The MEG scans were performed while the Vets were awake but had their eyes closed. Evidence has been rising in support of resting-state MEG slow-wave imaging during wakefulness as an imaging marker for brain abnormalities in people with mTBI.

The researchers performed follow-up MEG scans to investigate the neuronal changes. The scans showed an average decline of 54 percent in abnormal slow waves in approximately the same regions that had abnormal waves during the baseline exam. The pre-frontal lobe is the most common brain area that generated abnormal slow-waves in the Veterans with mTBI, suggesting that region is quite vulnerable to combat-related brain injuries, Huang says.

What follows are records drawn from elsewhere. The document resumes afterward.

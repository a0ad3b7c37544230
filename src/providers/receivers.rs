//! Reference borrower
//!
//! A well-behaved receiver that settles its loan from its own balance. Used by
//! the `simulate` command and as the honest counterparty in tests; real
//! borrowers implement [`FlashBorrower`] themselves.

use crate::core::receiver::FlashBorrower;
use crate::core::token::FungibleToken;
use crate::core::types::{AccountId, Amount, AssetId};
use crate::pool::FlashPool;
use anyhow::Result;
use async_trait::async_trait;
use std::sync::Arc;

/// How the receiver returns the funds.
#[derive(Debug, Clone, Copy, PartialEq, Eq)]
pub enum RepayMode {
    /// Transfer principal + fee straight into the vault, bypassing the
    /// protocol. Settles under the balance-delta policy only.
    RawTransfer,
    /// Transfer the principal but withhold the fee. Never settles.
    RawTransferPrincipalOnly,
    /// Go through the authorized [`FlashPool::repay`] path.
    RepayPath,
}

pub struct RepayingReceiver {
    pool: Arc<FlashPool>,
    token: Arc<dyn FungibleToken>,
    account: AccountId,
    mode: RepayMode,
}

impl RepayingReceiver {
    pub fn new(
        pool: Arc<FlashPool>,
        token: Arc<dyn FungibleToken>,
        account: AccountId,
        mode: RepayMode,
    ) -> Self {
        Self {
            pool,
            token,
            account,
            mode,
        }
    }
}

#[async_trait]
impl FlashBorrower for RepayingReceiver {
    fn account(&self) -> AccountId {
        self.account.clone()
    }

    async fn execute_operation(
        &self,
        asset: &AssetId,
        amount: Amount,
        fee: Amount,
        _initiator: &AccountId,
        _data: &[u8],
    ) -> Result<bool> {
        match self.mode {
            RepayMode::RawTransfer => {
                let vault = self.pool.vault_account(asset)?;
                self.token
                    .transfer(&self.account, &vault, amount + fee)
                    .await?;
            }
            RepayMode::RawTransferPrincipalOnly => {
                let vault = self.pool.vault_account(asset)?;
                self.token.transfer(&self.account, &vault, amount).await?;
            }
            RepayMode::RepayPath => {
                self.pool.repay(asset, &self.account, amount + fee).await?;
            }
        }
        Ok(true)
    }
}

He notes that it’s important to be able to see the abnormal waves.

“In the past, we observed that people with mild TBI had pathological slow waves, and with that we were able to localize the site of the injury,” he says. “To be able to see the reduction in slow waves is key because now we can start looking at why people get better. So the neuroimaging that documents the neuronal changes due to the reduction in slow waves helps us substantially in understanding the way the brain recovers from TBI.”

The researchers also learned three to six months after the treatment that post-concussive symptoms dropped an average of 53 percent, supporting the investigators’ hypothesis that the MEG slow-wave changes would correlate with the decrease in post-concussive symptoms. The symptoms that declined the most included headaches, dizziness, sleep disturbance, fatigue, nausea, and memory.

Researcher cautions that pilot study produced limited data

Huang says it is unclear if the Vets in the study will see a permanent reduction in abnormal waves and post-concussive symptoms.

“We’re still in the process of collecting information for longer-term windows,” he says. “So we can’t tell for sure right now if the abnormal slow waves or the post-concussive symptoms will be reduced forever, or for that matter, whether the benefits will continue to occur, even with booster treatments.”

Huang and his colleagues say the pilot study set the stage for a new line of research that can advance the understanding of low-intensity, pulse-based transcranial electrical stimulation and its possible benefits for people with mTBI. However, he cautions that the research produced limited data because there were only six participants. He says his double-blind study with 200 Veterans should produce more evidence on the possible benefits of IASIS.

“Pulse-based transcranial electrical stimulation has been used in the past to treat depression, headaches, and traumatic brain injury on an experimental basis,” he says. “However, our pilot study was the first functional neuroimaging study that documents neuronal changes, in terms of abnormal brain waves, in people who underwent transcranial electrical stimulation. It was a small study, but it suggests new potential for effectively speeding the healing process in mild TBI.”